Puisi Herry Lamongan: Menakar Ukuran

Puisi Herry Lamongan: Menakar Ukuran


MENAKAR UKURAN
karya: Herry Lamongan

setelah teduh di masjid
cangkir-cangkir gelisah
pada meja
sebuah perempatan yang gaduh
pukul 13
kami saling menanti

saling menakar ukuran
hingga paling XL
dalam sruputan akrab

meja tak bergeser
tengadah apa adanya membilang jam yang meluncur merdu
bersama gurau yang meriah
melagukan umur

tangan mencatat cuaca
meredakan kota setelah teduh dalam misteri jumat kliwon
di keruh kopi

prapatan, 20/4/2018

Biodata Herry Lamongan
Nama Aslinya Djuhaeri. Lahir di Bondowoso, 8 Mei.

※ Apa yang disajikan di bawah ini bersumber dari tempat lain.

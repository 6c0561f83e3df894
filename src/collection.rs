use serde_json::Value as Json;
use std::collections::HashMap;
use std::fmt;
use std::path::Path;
use std::sync::atomic::{AtomicBool, Ordering};
use tracing::{debug, warn};

use docvec_core::{
    AddColumnOptions, AlterColumnOptions, CollectionHandle, CollectionOptions, CollectionSchema,
    CollectionStats, CreateIndexOptions, Doc, Engine, Error, FieldSchema, GroupByVectorQuery,
    GroupResult, IndexParams, OptimizeOptions, QueryParams, Result, Status, VectorQuery,
};
use docvec_storage::LocalEngine;

/// Optional parts of a [`Collection::query_vector`] call.
#[derive(Debug, Clone, Default)]
pub struct QueryVectorOptions {
    pub filter: String,
    pub include_vector: bool,
    pub include_doc_id: bool,
    pub query_params: Option<QueryParams>,
    pub output_fields: Option<Vec<String>>,
}

/// An open collection.
///
/// All work is delegated to the engine handle. Once [`Collection::destroy`]
/// succeeds every further call fails with `FailedPrecondition`.
pub struct Collection {
    handle: Box<dyn CollectionHandle>,
    destroyed: AtomicBool,
}

impl Collection {
    /// Creates a collection at `path` with the local engine.
    pub fn create_and_open(
        path: impl AsRef<Path>,
        schema: &CollectionSchema,
        options: Option<CollectionOptions>,
    ) -> Result<Self> {
        Self::create_and_open_with_engine(&LocalEngine::new(), path, schema, options)
    }

    pub fn create_and_open_with_engine(
        engine: &dyn Engine,
        path: impl AsRef<Path>,
        schema: &CollectionSchema,
        options: Option<CollectionOptions>,
    ) -> Result<Self> {
        let path = path.as_ref();
        let options = options.unwrap_or_default();
        debug!(path = %path.display(), schema = %schema.name, "create_and_open");
        let handle = engine
            .create_and_open(path, schema, &options)
            .inspect_err(|e| warn!(path = %path.display(), error = %e, "create_and_open failed"))?;
        Ok(Self::from_handle(handle))
    }

    /// Opens an existing collection at `path` with the local engine.
    pub fn open(path: impl AsRef<Path>, options: Option<CollectionOptions>) -> Result<Self> {
        Self::open_with_engine(&LocalEngine::new(), path, options)
    }

    pub fn open_with_engine(
        engine: &dyn Engine,
        path: impl AsRef<Path>,
        options: Option<CollectionOptions>,
    ) -> Result<Self> {
        let path = path.as_ref();
        let options = options.unwrap_or_default();
        debug!(path = %path.display(), read_only = options.read_only, "open");
        let handle = engine
            .open(path, &options)
            .inspect_err(|e| warn!(path = %path.display(), error = %e, "open failed"))?;
        Ok(Self::from_handle(handle))
    }

    pub fn from_handle(handle: Box<dyn CollectionHandle>) -> Self {
        Self {
            handle,
            destroyed: AtomicBool::new(false),
        }
    }

    pub fn is_destroyed(&self) -> bool {
        self.destroyed.load(Ordering::Acquire)
    }

    fn call<T>(
        &self,
        op: &'static str,
        f: impl FnOnce(&dyn CollectionHandle) -> Result<T>,
    ) -> Result<T> {
        if self.is_destroyed() {
            return Err(Error::FailedPrecondition(
                "collection has been destroyed".into(),
            ));
        }
        debug!(op, "collection call");
        f(self.handle.as_ref()).inspect_err(|e| warn!(op, error = %e, "collection call failed"))
    }

    pub fn path(&self) -> Result<String> {
        self.call("path", |h| h.path())
    }

    pub fn schema(&self) -> Result<CollectionSchema> {
        self.call("schema", |h| h.schema())
    }

    pub fn stats(&self) -> Result<CollectionStats> {
        self.call("stats", |h| h.stats())
    }

    pub fn options(&self) -> Result<CollectionOptions> {
        self.call("options", |h| h.options())
    }

    /// Blocks until everything written so far is durable.
    pub fn flush(&self) -> Result<()> {
        self.call("flush", |h| h.flush())
    }

    /// Deletes the collection and its directory. Not reversible.
    pub fn destroy(&self) -> Result<()> {
        self.call("destroy", |h| h.destroy())?;
        self.destroyed.store(true, Ordering::Release);
        Ok(())
    }

    pub fn create_index(&self, column: &str, params: &IndexParams, concurrency: u32) -> Result<()> {
        self.call("create_index", |h| {
            h.create_index(column, params, CreateIndexOptions::new(concurrency))
        })
    }

    pub fn drop_index(&self, column: &str) -> Result<()> {
        self.call("drop_index", |h| h.drop_index(column))
    }

    pub fn optimize(&self, concurrency: u32) -> Result<()> {
        self.call("optimize", |h| h.optimize(OptimizeOptions::new(concurrency)))
    }

    /// Adds a scalar column. `expression` is empty (null fill) or a literal
    /// of the column type used to fill existing documents.
    pub fn add_column(&self, field: &FieldSchema, expression: &str, concurrency: u32) -> Result<()> {
        self.call("add_column", |h| {
            h.add_column(field, expression, AddColumnOptions::new(concurrency))
        })
    }

    pub fn drop_column(&self, name: &str) -> Result<()> {
        self.call("drop_column", |h| h.drop_column(name))
    }

    /// Renames `name` to `rename` (when non-empty) and applies nullability
    /// and index changes from `new_schema`.
    pub fn alter_column(
        &self,
        name: &str,
        rename: &str,
        new_schema: Option<&FieldSchema>,
        concurrency: u32,
    ) -> Result<()> {
        self.call("alter_column", |h| {
            h.alter_column(name, rename, new_schema, AlterColumnOptions::new(concurrency))
        })
    }

    /// One status per input document, in input order.
    pub fn insert(&self, docs: &[Doc]) -> Result<Vec<Status>> {
        self.call("insert", |h| h.insert(docs))
    }

    pub fn upsert(&self, docs: &[Doc]) -> Result<Vec<Status>> {
        self.call("upsert", |h| h.upsert(docs))
    }

    pub fn update(&self, docs: &[Doc]) -> Result<Vec<Status>> {
        self.call("update", |h| h.update(docs))
    }

    pub fn delete<S: AsRef<str>>(&self, pks: &[S]) -> Result<Vec<Status>> {
        let pks: Vec<String> = pks.iter().map(|s| s.as_ref().to_string()).collect();
        self.call("delete", |h| h.delete(&pks))
    }

    /// Deletes every document matching `filter`. Matching nothing is not an
    /// error.
    pub fn delete_by_filter(&self, filter: &str) -> Result<()> {
        self.call("delete_by_filter", |h| h.delete_by_filter(filter))
    }

    pub fn query(&self, query: &VectorQuery) -> Result<Vec<Doc>> {
        self.call("query", |h| h.query(query))
    }

    pub fn group_by_query(&self, query: &GroupByVectorQuery) -> Result<Vec<GroupResult>> {
        self.call("group_by_query", |h| h.group_by_query(query))
    }

    /// Documents by primary key. Missing keys are absent from the map.
    pub fn fetch<S: AsRef<str>>(&self, pks: &[S]) -> Result<HashMap<String, Doc>> {
        let pks: Vec<String> = pks.iter().map(|s| s.as_ref().to_string()).collect();
        self.call("fetch", |h| h.fetch(&pks))
    }

    /// Builds and runs a [`VectorQuery`] against `field` from a JSON vector.
    pub fn query_vector(
        &self,
        field: &str,
        vector: &Json,
        topk: u32,
        options: QueryVectorOptions,
    ) -> Result<Vec<Doc>> {
        let schema = self.schema()?;
        let field_schema = schema
            .get_field(field)
            .ok_or_else(|| Error::InvalidArgument(format!("unknown field `{}`", field)))?;
        let mut query = VectorQuery::new(field).with_topk(topk);
        query.set_vector(field_schema, vector)?;
        query.filter = options.filter;
        query.include_vector = options.include_vector;
        query.include_doc_id = options.include_doc_id;
        query.query_params = options.query_params;
        query.output_fields = options.output_fields;
        self.query(&query)
    }
}

impl fmt::Debug for Collection {
    fn fmt(&self, f: &mut fmt::Formatter<'_>) -> fmt::Result {
        f.debug_struct("Collection")
            .field("path", &self.handle.path().ok())
            .field("destroyed", &self.is_destroyed())
            .finish()
    }
}

/// Opens the collection at `path`, runs `f` and flushes afterwards, also
/// when `f` failed. An error from `f` takes precedence over a flush error.
pub fn open_collection<T, F>(
    path: impl AsRef<Path>,
    options: Option<CollectionOptions>,
    f: F,
) -> Result<T>
where
    F: FnOnce(&Collection) -> Result<T>,
{
    let collection = Collection::open(path, options)?;
    let result = f(&collection);
    let flushed = if collection.is_destroyed() {
        Ok(())
    } else {
        collection.flush()
    };
    let value = result?;
    flushed?;
    Ok(value)
}

#[cfg(test)]
mod tests {
    use super::*;
    use docvec_core::{DataType, MetricType, StatusCode};
    use serde_json::json;
    use tempfile::TempDir;

    fn schema() -> CollectionSchema {
        CollectionSchema::create(
            "notes",
            vec![
                FieldSchema::new("body", DataType::String),
                FieldSchema::create(
                    "v",
                    DataType::VectorFp32,
                    3,
                    false,
                    Some(&IndexParams::flat(MetricType::Cosine)),
                )
                .unwrap(),
            ],
        )
        .unwrap()
    }

    fn note(pk: &str, v: [f32; 3]) -> Doc {
        let mut d = Doc::with_pk(pk);
        d.set_value("body", format!("note {}", pk));
        d.set_value("v", v.to_vec());
        d
    }

    #[test]
    fn test_query_vector_from_json() {
        let dir = TempDir::new().unwrap();
        let c = Collection::create_and_open(dir.path().join("n"), &schema(), None).unwrap();
        c.insert(&[note("x", [1.0, 0.0, 0.0]), note("y", [0.0, 1.0, 0.0])])
            .unwrap();
        let hits = c
            .query_vector("v", &json!([0.9, 0.1, 0.0]), 1, QueryVectorOptions::default())
            .unwrap();
        assert_eq!(hits.len(), 1);
        assert_eq!(hits[0].pk(), "x");

        let err = c
            .query_vector("nope", &json!([1.0]), 1, QueryVectorOptions::default())
            .unwrap_err();
        assert_eq!(err.code(), StatusCode::InvalidArgument);
    }

    #[test]
    fn test_destroy_is_terminal() {
        let dir = TempDir::new().unwrap();
        let c = Collection::create_and_open(dir.path().join("n"), &schema(), None).unwrap();
        c.destroy().unwrap();
        assert!(c.is_destroyed());
        assert_eq!(c.path().unwrap_err().code(), StatusCode::FailedPrecondition);
        assert_eq!(
            c.insert(&[note("x", [1.0, 0.0, 0.0])]).unwrap_err().code(),
            StatusCode::FailedPrecondition
        );
    }

    #[test]
    fn test_open_collection_flushes() {
        let dir = TempDir::new().unwrap();
        let path = dir.path().join("n");
        drop(Collection::create_and_open(&path, &schema(), None).unwrap());

        let inserted = open_collection(&path, None, |c| {
            let statuses = c.insert(&[note("a", [0.0, 0.0, 1.0])])?;
            Ok(statuses.len())
        })
        .unwrap();
        assert_eq!(inserted, 1);

        let count = open_collection(&path, None, |c| Ok(c.stats()?.doc_count)).unwrap();
        assert_eq!(count, 1);
    }

    #[test]
    fn test_open_collection_closure_error_wins() {
        let dir = TempDir::new().unwrap();
        let path = dir.path().join("n");
        drop(Collection::create_and_open(&path, &schema(), None).unwrap());
        let err = open_collection(&path, None, |_| -> Result<()> {
            Err(Error::Unavailable("boom".into()))
        })
        .unwrap_err();
        assert_eq!(err.code(), StatusCode::Unavailable);
    }
}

Serius menulis sajak dalam Bahasa Indonesia dan Jawa Sejak 1983. Karya-Karyanya pernah dimuat sejumlah media cetak, antara lain: Pelita, Berita Buana, Horison, Merdeka, Simponi, Sawadesi, Hai, Gadis, Singgalang, Mimbar Umum, Analisa, Kedaulatan Rakyat, Yogya Post, Jaka Lodang, Mekar Sari, Eksponen, Wawasan, Cempaka, Karya Darma, Memorandum, Surya, Surabaya Post, Jawa Pos,  Mingguan Guru, Media, Jaya Baya, Penyebar Semangat, Tebu Ireng, Akcaya, Bali Post, Kali Mas, Karya Bakti, Nusa Tenggara, Suara Rakyat Semesta, Variasari-Malaysia, Salam, Jawa Anyar, Radar Bojonegoro, Tabloid Telunjuk, Suluk, serta banyak buletin sastra yang pernah terbit di berbagai kota. 
Puisi-Puisinya terhimpun dalam: Surat Hening, Latar Ngarep, Ibukota Bahasa, Equator, Moh, Danau Angsa, Dll. Herry bermukim di kota alit Lamongan, sebagai kesaksiannya yang sederhana atas kehidupan ia akan terus nenulis sajak.